START Exercise material
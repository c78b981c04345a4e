pub mod config;
pub mod record;
pub mod todo;

pub use config::*;
pub use record::*;
pub use todo::*;
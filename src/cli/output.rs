use serde::Serialize;

use crate::model::{Context, TodoItem};

// ---------------------------------------------------------------------------
// JSON output structs
// ---------------------------------------------------------------------------

#[derive(Serialize)]
pub struct TodoJson {
    pub key: String,
    pub text: String,
    pub context: String,
    pub completed: bool,
}

#[derive(Serialize)]
pub struct ListJson {
    /// Context that was listed, absent for `--all`
    #[serde(skip_serializing_if = "Option::is_none")]
    pub context: Option<String>,
    pub todos: Vec<TodoJson>,
}

#[derive(Serialize)]
pub struct ContextJson {
    pub context: String,
}

pub fn todo_to_json(key: &str, item: &TodoItem) -> TodoJson {
    TodoJson {
        key: key.to_string(),
        text: item.text.clone(),
        context: item.context.to_string(),
        completed: item.completed,
    }
}

// ---------------------------------------------------------------------------
// Text formatting
// ---------------------------------------------------------------------------

/// `[x] Buy milk  (1700000000000)`, with the context tag when `show_tag`
pub fn format_todo_line(key: &str, item: &TodoItem, show_tag: bool) -> String {
    let check = if item.completed { "[x]" } else { "[ ]" };
    if show_tag {
        format!("{} {}  {}  ({})", check, item.text, item.context.tag(), key)
    } else {
        format!("{} {}  ({})", check, item.text, key)
    }
}

/// Header above a list: `Work (1/3 done)`
pub fn format_list_header(context: Context, total: usize, done: usize) -> String {
    format!("{} ({}/{} done)", context.label(), done, total)
}
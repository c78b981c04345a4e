pub mod config_io;
pub mod lock;
pub mod paths;
pub mod recovery;
pub mod storage;
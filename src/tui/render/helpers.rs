use ratatui::style::Style;
use ratatui::text::Span;

use crate::util::unicode;

/// Checkbox for a todo row (markdown style)
pub(super) fn checkbox(completed: bool) -> &'static str {
    if completed { "[x]" } else { "[ ]" }
}

/// Total display width of a slice of spans
pub(super) fn spans_width(spans: &[Span]) -> usize {
    spans
        .iter()
        .map(|s| unicode::display_width(&s.content))
        .sum()
}

/// Pad `spans` so that `right` ends flush with `width`. `right` is dropped
/// when it does not fit.
pub(super) fn push_right_aligned<'a>(
    spans: &mut Vec<Span<'a>>,
    right: Span<'a>,
    width: usize,
    pad_style: Style,
) {
    let used = spans_width(spans);
    let right_width = unicode::display_width(&right.content);
    if used + right_width < width {
        spans.push(Span::styled(" ".repeat(width - used - right_width), pad_style));
        spans.push(right);
    }
}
END Exercise material
Problem
A verbatim repeat of all the entries above is the required answer.

Response below
repository c78b981c04345a4e
pub mod config;
pub mod record;
pub mod todo;

pub use config::*;
pub use record::*;
pub use todo::*;
filename src/cli/output.rs
use serde::Serialize;

use crate::model::{Context, TodoItem};

// ---------------------------------------------------------------------------
// JSON output structs
// ---------------------------------------------------------------------------

#[derive(Serialize)]
pub struct TodoJson {
    pub key: String,
    pub text: String,
    pub context: String,
    pub completed: bool,
}

#[derive(Serialize)]
pub struct ListJson {
    /// Context that was listed, absent for `--all`
    #[serde(skip_serializing_if = "Option::is_none")]
    pub context: Option<String>,
    pub todos: Vec<TodoJson>,
}

#[derive(Serialize)]
pub struct ContextJson {
    pub context: String,
}

pub fn todo_to_json(key: &str, item: &TodoItem) -> TodoJson {
    TodoJson {
        key: key.to_string(),
        text: item.text.clone(),
        context: item.context.to_string(),
        completed: item.completed,
    }
}

// ---------------------------------------------------------------------------
// Text formatting
// ---------------------------------------------------------------------------

/// `[x] Buy milk  (1700000000000)`, with the context tag when `show_tag`
pub fn format_todo_line(key: &str, item: &TodoItem, show_tag: bool) -> String {
    let check = if item.completed { "[x]" } else { "[ ]" };
    if show_tag {
        format!("{} {}  {}  ({})", check, item.text, item.context.tag(), key)
    } else {
        format!("{} {}  ({})", check, item.text, key)
    }
}

/// Header above a list: `Work (1/3 done)`
pub fn format_list_header(context: Context, total: usize, done: usize) -> String {
    format!("{} ({}/{} done)", context.label(), done, total)
}
repository c78b981c04345a4e
pub mod config_io;
pub mod lock;
pub mod paths;
pub mod recovery;
pub mod storage;
filename src/tui/render/helpers.rs
use ratatui::style::Style;
use ratatui::text::Span;

use crate::util::unicode;

/// Checkbox for a todo row (markdown style)
pub(super) fn checkbox(completed: bool) -> &'static str {
    if completed { "[x]" } else { "[ ]" }
}

/// Total display width of a slice of spans
pub(super) fn spans_width(spans: &[Span]) -> usize {
    spans
        .iter()
        .map(|s| unicode::display_width(&s.content))
        .sum()
}

/// Pad `spans` so that `right` ends flush with `width`. `right` is dropped
/// when it does not fit.
pub(super) fn push_right_aligned<'a>(
    spans: &mut Vec<Span<'a>>,
    right: Span<'a>,
    width: usize,
    pad_style: Style,
) {
    let used = spans_width(spans);
    let right_width = unicode::display_width(&right.content);
    if used + right_width < width {
        spans.push(Span::styled(" ".repeat(width - used - right_width), pad_style));
        spans.push(right);
    }
}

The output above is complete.